Hi @Ali_ihsan_Erdem1,

I don’t understand what you are trying to do exactly.

  • Where do the streams come from?
  • What is “larger than RAM” exactly?
  • What are you running in Prod for MongoDB ? You mentioned “chunks” so is it a sharded cluster?
  • How many Java process are you running in parallel to handle these streams?
  • If you are inserting sequentially, you don’t have the correct shard key. See Choose a shard key.

lets say i have a 20GB csv file i want to insert into a mongodb collection. and i have 8gb of ram. is there a way to do this other than multiple insert_one or splitting the data into chunks and writing it chunk by chunk

Are you going to transform the data from the CSV (like transform dates in ISODates or make sure some geo loc data is stored as a proper GeoJSON valid point or you just want to insert the CSV “as is”?

If that’s the case then I think I would recommend using mongoimport with --type=csv.
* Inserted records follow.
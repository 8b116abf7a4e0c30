use crate::style::{LINE_HEIGHT, PADDING};

/// Number of text rows that fit in a box of `height` pixels.
pub fn rows_for_height(height: f32) -> usize {
    ((height - 2.0 * PADDING) / LINE_HEIGHT).floor().max(0.0) as usize
}

/// Picks the slice of `len` lines shown in `rows` rows, `scroll` lines up
/// from the bottom. Returns the first visible line and the clamped scroll.
pub fn visible_window(len: usize, rows: usize, scroll: usize) -> (usize, usize) {
    let scroll = scroll.min(len.saturating_sub(rows));
    let start = len.saturating_sub(rows + scroll).min(len.saturating_sub(1));
    (start, scroll)
}

#[cfg(test)]
mod tests {
    use super::*;

    #[test]
    fn rows_fit_inside_padding() {
        assert_eq!(rows_for_height(LINE_HEIGHT * 3.0 + 2.0 * PADDING), 3);
        assert_eq!(rows_for_height(LINE_HEIGHT * 3.0), 2);
        assert_eq!(rows_for_height(0.0), 0);
    }

    #[test]
    fn window_tails_the_log() {
        assert_eq!(visible_window(10, 4, 0), (6, 0));
        assert_eq!(visible_window(10, 4, 2), (4, 2));
        // scrolled past the top
        assert_eq!(visible_window(10, 4, 50), (0, 6));
        // fewer lines than rows
        assert_eq!(visible_window(3, 4, 1), (0, 0));
        assert_eq!(visible_window(0, 4, 0), (0, 0));
    }
}
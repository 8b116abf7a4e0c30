use thiserror::Error;

use crate::shader::ShaderError;

#[derive(Debug, Error)]
pub enum RenderError {
    #[error("{stage}: gpu error: {message}")]
    Gpu { stage: &'static str, message: String },

    #[error(transparent)]
    Shader(#[from] ShaderError),

    #[error("texture {width}x{height} exceeds the device limit of {limit}")]
    TextureTooLarge { width: u32, height: u32, limit: u32 },
}
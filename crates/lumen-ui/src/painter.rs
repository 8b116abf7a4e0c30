use glam::Vec2;
use lumen_engine::text::{FontId, FontSystem};

use crate::draw::{DrawCmd, DrawList};
use crate::geometry::{Color, Rect};
use crate::style::{Style, LINE_HEIGHT, PADDING, TEXT_SIZE};

/// Drawing surface passed to [`Widget::paint`](crate::widget::Widget::paint).
///
/// Wraps the overlay's [`DrawList`] with widget-level helpers. Text is skipped
/// when no font is loaded.
pub struct Painter<'a> {
    list: &'a mut DrawList,
    fonts: &'a FontSystem,
    font: Option<FontId>,
    pub style: Style,
}

impl<'a> Painter<'a> {
    pub fn new(list: &'a mut DrawList, fonts: &'a FontSystem, font: Option<FontId>, style: Style) -> Self {
        Self { list, fonts, font, style }
    }

    pub fn fill_rect(&mut self, rect: Rect, color: Color) {
        if rect.is_empty() || color.a <= 0.0 {
            return;
        }
        self.list.push(DrawCmd::Rect { rect, color });
    }

    /// One-pixel-wide outline drawn inside `rect`.
    pub fn stroke_rect(&mut self, rect: Rect, color: Color) {
        let Rect { origin: o, size: s } = rect;
        self.fill_rect(Rect::new(o.x, o.y, s.x, 1.0), color);
        self.fill_rect(Rect::new(o.x, o.y + s.y - 1.0, s.x, 1.0), color);
        self.fill_rect(Rect::new(o.x, o.y + 1.0, 1.0, s.y - 2.0), color);
        self.fill_rect(Rect::new(o.x + s.x - 1.0, o.y + 1.0, 1.0, s.y - 2.0), color);
    }

    /// Background plus outline in the current style.
    pub fn frame(&mut self, rect: Rect) {
        self.fill_rect(rect, self.style.background);
        self.stroke_rect(rect, self.style.frame);
    }

    pub fn text(&mut self, text: impl Into<String>, origin: Vec2, color: Color) {
        if self.font.is_none() {
            return;
        }
        let text = text.into();
        if text.is_empty() {
            return;
        }
        self.list.push(DrawCmd::Text {
            text,
            origin,
            size: TEXT_SIZE,
            color,
        });
    }

    /// Lines stacked from the top of `rect`'s padded area, clipped to it.
    pub fn text_lines<'s>(&mut self, rect: Rect, lines: impl IntoIterator<Item = &'s str>) {
        let inner = rect.inset(PADDING);
        let color = self.style.text;
        self.push_clip(inner);
        for (i, line) in lines.into_iter().enumerate() {
            let y = inner.origin.y + i as f32 * LINE_HEIGHT;
            if y >= inner.max().y {
                break;
            }
            self.text(line, Vec2::new(inner.origin.x, y), color);
        }
        self.pop_clip();
    }

    pub fn image(&mut self, view: &wgpu::TextureView, rect: Rect) {
        if rect.is_empty() {
            return;
        }
        self.list.push(DrawCmd::Image { view: view.clone(), rect });
    }

    pub fn measure_text(&self, text: &str) -> Vec2 {
        match self.font {
            Some(font) => self.fonts.measure_text(text, font, TEXT_SIZE, None),
            None => Vec2::ZERO,
        }
    }

    pub fn push_clip(&mut self, rect: Rect) {
        self.list.push_clip(rect);
    }

    pub fn pop_clip(&mut self) {
        self.list.pop_clip();
    }
}

#[cfg(test)]
mod tests {
    use super::*;

    #[test]
    fn text_without_font_is_dropped() {
        let mut list = DrawList::new();
        let fonts = FontSystem::new();
        let mut p = Painter::new(&mut list, &fonts, None, Style::default());
        p.text("hello", Vec2::ZERO, Color::WHITE);
        p.frame(Rect::new(0.0, 0.0, 20.0, 10.0));
        // background + four edges
        assert_eq!(list.len(), 5);
        assert!(list.items().iter().all(|i| matches!(i.cmd, DrawCmd::Rect { .. })));
    }
}
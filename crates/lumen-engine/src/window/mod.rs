//! Window + runtime loop.
//!
//! Owns the `winit` EventLoop and windows, and wires them to the GPU layer.

mod runtime;
mod translate;

pub use runtime::{Runtime, RuntimeConfig, RuntimeCtx};
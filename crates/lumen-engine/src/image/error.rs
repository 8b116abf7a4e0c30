use std::path::PathBuf;

use thiserror::Error;

use super::PixelFormat;

#[derive(Debug, Error)]
pub enum ImageError {
    #[error("serialized image is truncated: {len} bytes, header needs {needed}")]
    TruncatedHeader { len: usize, needed: usize },

    #[error("unknown pixel format tag {0}")]
    UnknownFormat(u32),

    #[error(
        "payload is {actual} bytes but {width}x{height}x{channels} {format:?} needs {expected}"
    )]
    SizeMismatch {
        width: u32,
        height: u32,
        channels: u32,
        format: PixelFormat,
        expected: usize,
        actual: usize,
    },

    #[error("image dimensions {width}x{height}x{channels} overflow addressable memory")]
    TooLarge {
        width: u32,
        height: u32,
        channels: u32,
    },

    #[error("failed to decode '{}': {source}", path.display())]
    Decode {
        path: PathBuf,
        #[source]
        source: image::ImageError,
    },
}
You can use -j to set the number of insertion workers but if you really want to go fast, the easiest way is probably to cut it in 20 parts and spawn 20 jobs on 20 different machines. But then is your cluster strong enough to ingest that much data ? :stuck_out_tongue:

Cheers,
Maxime.

i know mongoimport and like i said i know that i can chunk my data in to pieces.
i was looking for a more elegant solution like giving mongodb driver an iterator and expecting the driver to do some magic.
i can resize my cluster to moon, that is not the problem but in my previous experience mongodb cant leverage all the hardware. we get "out of memory " errors on aggregations despite having enormous amount(256GB) of ram and relatively small(2GB max) collections. this is why i am rewriting our pipeline in java.

This triggers my spidey-sense that you might need to add the {allowDiskUse: true} option in your aggregation command.

You probably get that because your pipeline is trying to use more than 100MB of RAM and needs to write to temporary disk files.

Back to your CSV issue, I wouldn’t use insert_one at all in this situation as each insert_one operation would need a TCP round trip to acknowledge each write operations.

I would - indeed - use a bulkwrite operation instead (or an insert_many) to reduce the number of TCP round trips. I would send the bulkwrite operation every 1000 docs or so. Maybe 10000 if they are small.

Cheers,
Maxime.

i did add the allowDiskUse: true to my pipeline. still same

If you feel like it, we can have a look to the pipeline in another topic and try to find the problem. Feel free to tag me.

Ideally I would need a way to reproduce the problem but it’s most probably not easy with a few sample docs. But if you could provide with a few sample docs + the pipeline + the expected output + the error message, I think we can have a look at it.

Cheers,
Maxime.

i was looking for a more elegant solution like giving mongodb driver an iterator and expecting the driver to do some magic.